SUDOKU WHEN YOU GET STUCK: AVOID TRIAL AND ERROR, MASTER SOLVING STRATEGIES
Improve your ability to recognize patterns and you will get better at Sudoku. This is true to any Sudoku player, beginner or expert. With our Sudoku puzzle books, never worry about getting stuck at a certain step. Getting stuck is an opportunity. It is the opportunity to learn and become better at recognizing patterns. The more you get stuck, the stronger you become. And your growth is simply much faster when you have ready access to the solution to the step where you got stuck on. You can review how to get passed that step, acquire a new skill, and continue solving your puzzle on your own. With any book from our collection all the steps of resolution of a puzzle are readily accessible to the player.
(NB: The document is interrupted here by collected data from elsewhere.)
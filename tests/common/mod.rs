#![allow(dead_code)]

use std::collections::HashMap;

use bevy::ecs::system::SystemParam;
use bevy::prelude::*;
use bevy_telekinesis::data_for_backends::TkRigidBody;
use bevy_telekinesis::interactable::{
    TkInteractable, TkInteractableLookup, TkInteractableLookupMut, TkObjectMut,
};
use bevy_telekinesis::math::{Float, Quaternion, Vector3};
use bevy_telekinesis::sensors::dir_vector;
use bevy_telekinesis::spatial_ext::{TkLayerMask, TkQueryFilter, TkRayHit, TkSpatialExt};
use bevy_telekinesis::util::TkView;

pub const FRAME: Float = 0.02;
pub const EPSILON: Float = 1e-4;

#[derive(Debug, Clone)]
enum MockShape {
    Cuboid { center: Vector3, half_extents: Vector3 },
    /// Everything below the plane is solid.
    HalfSpace { point: Vector3, normal: Vector3 },
}

#[derive(Debug, Clone)]
struct MockCollider {
    entity: Entity,
    shape: MockShape,
    layers: TkLayerMask,
}

/// A tiny physics-free world of axis-aligned boxes and half-spaces.
///
/// Box sweeps ignore the rotation of the swept box.
#[derive(Resource, Default, Debug)]
pub struct MockWorld {
    colliders: Vec<MockCollider>,
    next_index: u32,
}

impl MockWorld {
    /// Reserve an entity that has no collider.
    pub fn entity(&mut self) -> Entity {
        self.next_index += 1;
        Entity::from_raw(self.next_index)
    }

    pub fn add_cuboid(&mut self, center: Vector3, half_extents: Vector3) -> Entity {
        self.add_cuboid_on_layers(center, half_extents, TkLayerMask::ALL)
    }

    pub fn add_cuboid_on_layers(
        &mut self,
        center: Vector3,
        half_extents: Vector3,
        layers: TkLayerMask,
    ) -> Entity {
        let entity = self.entity();
        self.colliders.push(MockCollider {
            entity,
            shape: MockShape::Cuboid {
                center,
                half_extents,
            },
            layers,
        });
        entity
    }

    /// Give a box collider to an entity that was spawned elsewhere (e.g. in an `App`).
    pub fn attach_cuboid(&mut self, entity: Entity, center: Vector3, half_extents: Vector3) {
        self.colliders.push(MockCollider {
            entity,
            shape: MockShape::Cuboid {
                center,
                half_extents,
            },
            layers: TkLayerMask::ALL,
        });
    }

    /// A floor whose top is at `y = 0`.
    pub fn add_floor(&mut self) -> Entity {
        self.add_cuboid(
            Vector3::new(0.0, -0.5, 0.0),
            Vector3::new(50.0, 0.5, 50.0),
        )
    }

    /// A slope through the origin that rises toward `-Z`.
    pub fn add_slope(&mut self, angle_degrees: Float) -> Entity {
        let angle = angle_degrees.to_radians();
        let entity = self.entity();
        self.colliders.push(MockCollider {
            entity,
            shape: MockShape::HalfSpace {
                point: Vector3::ZERO,
                normal: Vector3::new(0.0, angle.cos(), angle.sin()),
            },
            layers: TkLayerMask::ALL,
        });
        entity
    }

    fn hits(
        &self,
        origin: Vector3,
        direction: Vector3,
        max_distance: Float,
        inflation: Vector3,
        filter: &TkQueryFilter,
    ) -> Vec<TkRayHit> {
        let mut hits: Vec<TkRayHit> = self
            .colliders
            .iter()
            .filter(|collider| {
                collider.layers.intersects(filter.layers)
                    && !filter.excluded.contains(&collider.entity)
            })
            .filter_map(|collider| {
                let (distance, normal) = match &collider.shape {
                    MockShape::Cuboid {
                        center,
                        half_extents,
                    } => ray_vs_box(origin, direction, *center, *half_extents + inflation)?,
                    MockShape::HalfSpace { point, normal } => {
                        let support = (inflation * *normal).abs().dot(Vector3::ONE);
                        ray_vs_half_space(origin, direction, *point + *normal * support, *normal)?
                    }
                };
                (distance <= max_distance).then_some(TkRayHit {
                    entity: collider.entity,
                    distance,
                    normal,
                })
            })
            .collect();
        hits.sort_by(|a, b| a.distance.total_cmp(&b.distance));
        hits
    }
}

fn ray_vs_box(
    origin: Vector3,
    direction: Vector3,
    center: Vector3,
    half_extents: Vector3,
) -> Option<(Float, Vector3)> {
    let min = center - half_extents;
    let max = center + half_extents;
    let mut enter: Float = Float::NEG_INFINITY;
    let mut exit: Float = Float::INFINITY;
    let mut enter_normal = Vector3::ZERO;
    for axis in 0..3 {
        if direction[axis].abs() < 1e-9 {
            if origin[axis] < min[axis] || max[axis] < origin[axis] {
                return None;
            }
            continue;
        }
        let mut near = (min[axis] - origin[axis]) / direction[axis];
        let mut far = (max[axis] - origin[axis]) / direction[axis];
        let mut normal = Vector3::ZERO;
        normal[axis] = -1.0;
        if far < near {
            std::mem::swap(&mut near, &mut far);
            normal[axis] = 1.0;
        }
        if enter < near {
            enter = near;
            enter_normal = normal;
        }
        exit = exit.min(far);
    }
    if exit < enter || exit < 0.0 {
        return None;
    }
    if enter < 0.0 {
        // Started inside.
        return Some((0.0, -direction));
    }
    Some((enter, enter_normal))
}

fn ray_vs_half_space(
    origin: Vector3,
    direction: Vector3,
    point: Vector3,
    normal: Vector3,
) -> Option<(Float, Vector3)> {
    let height = (origin - point).dot(normal);
    if height < 0.0 {
        return Some((0.0, normal));
    }
    let approach = direction.dot(normal);
    if -1e-9 <= approach {
        return None;
    }
    Some((height / -approach, normal))
}

impl TkSpatialExt for MockWorld {
    fn cast_ray(
        &self,
        origin: Vector3,
        direction: Dir3,
        max_distance: Float,
        filter: &TkQueryFilter,
    ) -> Option<TkRayHit> {
        self.hits(
            origin,
            dir_vector(direction),
            max_distance,
            Vector3::ZERO,
            filter,
        )
        .into_iter()
        .next()
    }

    fn sweep_box(
        &self,
        origin: Vector3,
        half_extents: Vector3,
        _rotation: Quaternion,
        direction: Dir3,
        max_distance: Float,
        filter: &TkQueryFilter,
    ) -> Vec<TkRayHit> {
        self.hits(
            origin,
            dir_vector(direction),
            max_distance,
            half_extents,
            filter,
        )
    }
}

/// The [`MockWorld`] resource as a spatial query parameter, for running the plugin in an `App`.
#[derive(SystemParam)]
pub struct MockSpatial<'w> {
    world: Res<'w, MockWorld>,
}

impl TkSpatialExt for MockSpatial<'_> {
    fn cast_ray(
        &self,
        origin: Vector3,
        direction: Dir3,
        max_distance: Float,
        filter: &TkQueryFilter,
    ) -> Option<TkRayHit> {
        self.world.cast_ray(origin, direction, max_distance, filter)
    }

    fn sweep_box(
        &self,
        origin: Vector3,
        half_extents: Vector3,
        rotation: Quaternion,
        direction: Dir3,
        max_distance: Float,
        filter: &TkQueryFilter,
    ) -> Vec<TkRayHit> {
        self.world
            .sweep_box(origin, half_extents, rotation, direction, max_distance, filter)
    }
}

/// Interactable objects and their bodies, keyed by the entity of their collider.
#[derive(Default)]
pub struct MockObjects(pub HashMap<Entity, (TkInteractable, Option<TkRigidBody>)>);

impl MockObjects {
    pub fn insert(&mut self, entity: Entity, interactable: TkInteractable, body: TkRigidBody) {
        let mut body = body;
        interactable.initialize(&mut body);
        self.0.insert(entity, (interactable, Some(body)));
    }

    pub fn insert_without_body(&mut self, entity: Entity, interactable: TkInteractable) {
        self.0.insert(entity, (interactable, None));
    }

    pub fn get(&self, entity: Entity) -> &TkInteractable {
        &self.0[&entity].0
    }

    pub fn body(&self, entity: Entity) -> &TkRigidBody {
        self.0[&entity]
            .1
            .as_ref()
            .expect("object should have a body")
    }

    pub fn body_mut(&mut self, entity: Entity) -> &mut TkRigidBody {
        self.0
            .get_mut(&entity)
            .and_then(|(_, body)| body.as_mut())
            .expect("object should have a body")
    }

    pub fn anchored_count(&self) -> usize {
        self.0
            .values()
            .filter(|(interactable, _)| interactable.is_anchored())
            .count()
    }
}

impl TkInteractableLookup for MockObjects {
    fn interactable(&self, entity: Entity) -> Option<&TkInteractable> {
        Some(&self.0.get(&entity)?.0)
    }
}

impl TkInteractableLookupMut for MockObjects {
    fn object_mut(&mut self, entity: Entity) -> Option<TkObjectMut<'_>> {
        let (interactable, body) = self.0.get_mut(&entity)?;
        Some(TkObjectMut {
            interactable,
            body: body.as_mut(),
        })
    }
}

/// A view from `origin` looking along `forward`, with `right` perpendicular to it and to `Y`.
pub fn view(origin: Vector3, forward: Dir3) -> TkView {
    let right = Dir3::new(forward.cross(Vec3::Y)).unwrap_or(Dir3::X);
    TkView {
        origin,
        forward,
        right,
    }
}

/// A cube of side 1 at `center`, with a dynamic body of mass 1.
pub fn spawn_cube(
    world: &mut MockWorld,
    objects: &mut MockObjects,
    center: Vector3,
    interactable: TkInteractable,
) -> Entity {
    let entity = world.add_cuboid(center, Vector3::splat(0.5));
    objects.insert(entity, interactable, TkRigidBody::new(center, 1.0));
    entity
}

pub fn horizontal_speed(velocity: Vector3) -> Float {
    Vector3::new(velocity.x, 0.0, velocity.z).length()
}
Let’s dive straight into the experience of following a guided solution to two fascinating Sudoku puzzles using the most intuitive solving logic.
The human logic is to always start with the simplest solving techniques and gradually use harder ones when the easier ones are exhausted. Most players start a Sudoku by finding hidden singles (easy Sudoku puzzles). Then they move to intermediate strategies mostly consisting of scanning for naked singles in two or three dimensions (medium Sudoku puzzles). Then they step up with hard solving techniques by looking first for naked or hidden pairs, triples or quads, then pointing pairs or pointing triples, then boxed pairs or boxed triples (hard to very hard Sudoku puzzles). Then they shift to expert strategies starting with X-wings, then remote pairs, then XY-chains, and finally swordfish (extreme to diabolical Sudoku puzzles). To teach yourself and master any of these techniques, we have a great tool that challenges you by putting you in situations where you are forced to use the techniques. You can get to the tool by clicking on this link.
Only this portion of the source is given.